=== Section Start ===

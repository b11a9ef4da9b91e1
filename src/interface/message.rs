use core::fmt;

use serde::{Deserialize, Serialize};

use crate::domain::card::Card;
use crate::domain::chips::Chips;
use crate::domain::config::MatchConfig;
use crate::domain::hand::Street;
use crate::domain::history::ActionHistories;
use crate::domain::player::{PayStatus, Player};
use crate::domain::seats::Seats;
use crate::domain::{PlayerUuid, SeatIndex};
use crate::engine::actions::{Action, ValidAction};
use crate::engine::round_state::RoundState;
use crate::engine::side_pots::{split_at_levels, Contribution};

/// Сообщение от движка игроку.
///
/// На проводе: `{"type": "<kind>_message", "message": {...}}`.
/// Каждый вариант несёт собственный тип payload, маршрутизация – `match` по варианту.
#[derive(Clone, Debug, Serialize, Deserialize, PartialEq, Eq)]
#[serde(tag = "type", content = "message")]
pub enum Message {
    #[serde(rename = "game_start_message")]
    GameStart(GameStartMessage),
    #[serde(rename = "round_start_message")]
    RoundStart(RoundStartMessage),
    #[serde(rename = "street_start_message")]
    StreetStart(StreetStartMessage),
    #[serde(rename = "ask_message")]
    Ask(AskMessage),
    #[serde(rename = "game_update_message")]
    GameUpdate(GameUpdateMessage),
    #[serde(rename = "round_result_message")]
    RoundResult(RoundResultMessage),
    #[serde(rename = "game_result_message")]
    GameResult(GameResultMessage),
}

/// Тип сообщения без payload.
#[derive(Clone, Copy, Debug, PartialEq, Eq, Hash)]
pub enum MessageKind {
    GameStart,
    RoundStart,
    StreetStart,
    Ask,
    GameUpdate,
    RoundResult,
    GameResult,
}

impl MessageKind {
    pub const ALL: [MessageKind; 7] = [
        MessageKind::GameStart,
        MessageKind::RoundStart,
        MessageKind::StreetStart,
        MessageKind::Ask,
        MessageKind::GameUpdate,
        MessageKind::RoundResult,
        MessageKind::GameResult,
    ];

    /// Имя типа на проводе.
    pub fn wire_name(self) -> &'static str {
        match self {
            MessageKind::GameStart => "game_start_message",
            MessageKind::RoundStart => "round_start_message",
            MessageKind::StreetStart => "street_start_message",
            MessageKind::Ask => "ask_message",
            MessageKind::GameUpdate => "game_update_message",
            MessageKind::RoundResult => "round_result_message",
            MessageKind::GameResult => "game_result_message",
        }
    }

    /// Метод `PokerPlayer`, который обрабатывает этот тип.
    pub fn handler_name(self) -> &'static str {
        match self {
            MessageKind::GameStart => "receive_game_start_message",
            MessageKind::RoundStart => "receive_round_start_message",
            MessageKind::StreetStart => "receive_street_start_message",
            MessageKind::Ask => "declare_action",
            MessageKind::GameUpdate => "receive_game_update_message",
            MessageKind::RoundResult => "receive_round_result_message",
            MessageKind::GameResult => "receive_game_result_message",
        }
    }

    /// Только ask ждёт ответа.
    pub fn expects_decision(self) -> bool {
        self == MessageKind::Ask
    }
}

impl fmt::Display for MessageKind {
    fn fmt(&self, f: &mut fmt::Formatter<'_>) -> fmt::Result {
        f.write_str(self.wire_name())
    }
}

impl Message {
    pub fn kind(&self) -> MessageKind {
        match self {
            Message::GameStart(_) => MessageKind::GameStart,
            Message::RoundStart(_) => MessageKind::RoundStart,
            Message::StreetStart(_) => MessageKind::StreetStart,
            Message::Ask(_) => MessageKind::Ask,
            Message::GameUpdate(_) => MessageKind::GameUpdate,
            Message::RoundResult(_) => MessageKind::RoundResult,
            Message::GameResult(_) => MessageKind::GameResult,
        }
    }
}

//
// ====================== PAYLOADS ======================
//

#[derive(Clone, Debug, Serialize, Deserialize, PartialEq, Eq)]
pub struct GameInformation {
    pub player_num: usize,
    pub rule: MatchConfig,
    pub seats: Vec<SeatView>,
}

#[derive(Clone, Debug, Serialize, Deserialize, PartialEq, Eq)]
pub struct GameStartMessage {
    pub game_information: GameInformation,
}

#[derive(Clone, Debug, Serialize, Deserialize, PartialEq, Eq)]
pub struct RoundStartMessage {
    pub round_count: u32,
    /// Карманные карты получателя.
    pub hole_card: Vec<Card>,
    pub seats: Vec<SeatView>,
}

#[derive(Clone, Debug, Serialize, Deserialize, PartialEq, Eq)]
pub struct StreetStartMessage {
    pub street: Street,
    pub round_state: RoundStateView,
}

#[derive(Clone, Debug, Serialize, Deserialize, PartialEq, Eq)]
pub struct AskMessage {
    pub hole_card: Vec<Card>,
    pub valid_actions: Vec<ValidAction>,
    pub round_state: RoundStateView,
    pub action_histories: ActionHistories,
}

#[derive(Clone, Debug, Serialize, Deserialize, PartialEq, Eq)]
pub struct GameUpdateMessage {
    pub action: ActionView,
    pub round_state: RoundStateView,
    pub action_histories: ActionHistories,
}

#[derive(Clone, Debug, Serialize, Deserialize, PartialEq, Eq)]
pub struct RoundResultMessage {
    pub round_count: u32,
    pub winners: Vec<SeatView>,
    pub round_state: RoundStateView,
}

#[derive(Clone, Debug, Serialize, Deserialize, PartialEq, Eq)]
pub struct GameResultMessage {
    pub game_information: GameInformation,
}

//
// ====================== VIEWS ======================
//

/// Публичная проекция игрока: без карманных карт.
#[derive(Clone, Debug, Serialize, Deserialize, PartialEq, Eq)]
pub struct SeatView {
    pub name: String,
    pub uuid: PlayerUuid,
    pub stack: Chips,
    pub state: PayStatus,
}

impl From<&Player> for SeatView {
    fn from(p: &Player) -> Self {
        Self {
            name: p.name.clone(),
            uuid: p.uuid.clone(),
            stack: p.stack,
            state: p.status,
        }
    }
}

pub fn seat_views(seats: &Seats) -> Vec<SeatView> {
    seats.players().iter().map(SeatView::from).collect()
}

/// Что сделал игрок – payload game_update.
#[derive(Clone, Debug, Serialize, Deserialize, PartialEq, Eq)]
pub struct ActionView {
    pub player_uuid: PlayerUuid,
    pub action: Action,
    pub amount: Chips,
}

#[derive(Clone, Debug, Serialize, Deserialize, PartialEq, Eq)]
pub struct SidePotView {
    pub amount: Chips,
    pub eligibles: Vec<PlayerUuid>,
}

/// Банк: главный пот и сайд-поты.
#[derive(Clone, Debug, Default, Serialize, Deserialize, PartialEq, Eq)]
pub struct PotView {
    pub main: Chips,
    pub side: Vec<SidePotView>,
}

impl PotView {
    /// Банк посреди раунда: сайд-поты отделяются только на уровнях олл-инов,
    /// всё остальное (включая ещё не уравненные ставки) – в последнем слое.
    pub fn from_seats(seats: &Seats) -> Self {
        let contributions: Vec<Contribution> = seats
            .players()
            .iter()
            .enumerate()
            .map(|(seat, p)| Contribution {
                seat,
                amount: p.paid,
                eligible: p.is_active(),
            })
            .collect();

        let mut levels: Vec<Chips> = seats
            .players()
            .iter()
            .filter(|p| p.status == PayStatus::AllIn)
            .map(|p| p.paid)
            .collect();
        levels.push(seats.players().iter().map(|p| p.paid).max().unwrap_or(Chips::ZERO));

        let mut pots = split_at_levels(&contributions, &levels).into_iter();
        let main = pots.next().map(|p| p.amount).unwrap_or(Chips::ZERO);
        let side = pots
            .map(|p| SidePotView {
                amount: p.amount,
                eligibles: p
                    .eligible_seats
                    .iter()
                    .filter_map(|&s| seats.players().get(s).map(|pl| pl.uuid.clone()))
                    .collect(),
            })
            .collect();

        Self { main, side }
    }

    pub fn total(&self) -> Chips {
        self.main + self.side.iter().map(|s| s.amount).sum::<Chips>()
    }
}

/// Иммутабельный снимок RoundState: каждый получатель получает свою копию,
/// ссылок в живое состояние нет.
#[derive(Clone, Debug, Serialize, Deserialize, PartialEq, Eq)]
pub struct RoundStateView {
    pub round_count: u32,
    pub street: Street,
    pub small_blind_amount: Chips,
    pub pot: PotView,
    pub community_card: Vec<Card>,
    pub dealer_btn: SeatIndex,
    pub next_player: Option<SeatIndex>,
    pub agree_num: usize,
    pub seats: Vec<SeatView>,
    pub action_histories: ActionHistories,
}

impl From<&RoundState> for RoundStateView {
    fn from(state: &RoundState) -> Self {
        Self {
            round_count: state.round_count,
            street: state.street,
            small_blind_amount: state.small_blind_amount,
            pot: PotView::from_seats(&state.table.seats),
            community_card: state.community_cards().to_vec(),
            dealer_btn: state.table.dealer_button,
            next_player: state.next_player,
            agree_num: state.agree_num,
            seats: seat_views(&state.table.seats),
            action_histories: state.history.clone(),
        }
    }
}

=== Section End ===

__WORK ORDER__:
An answer is complete only when it holds every line above containing the string "ValidAction".

__EXERCISE ANSWER__:
use crate::engine::actions::{Action, ValidAction};
    pub valid_actions: Vec<ValidAction>,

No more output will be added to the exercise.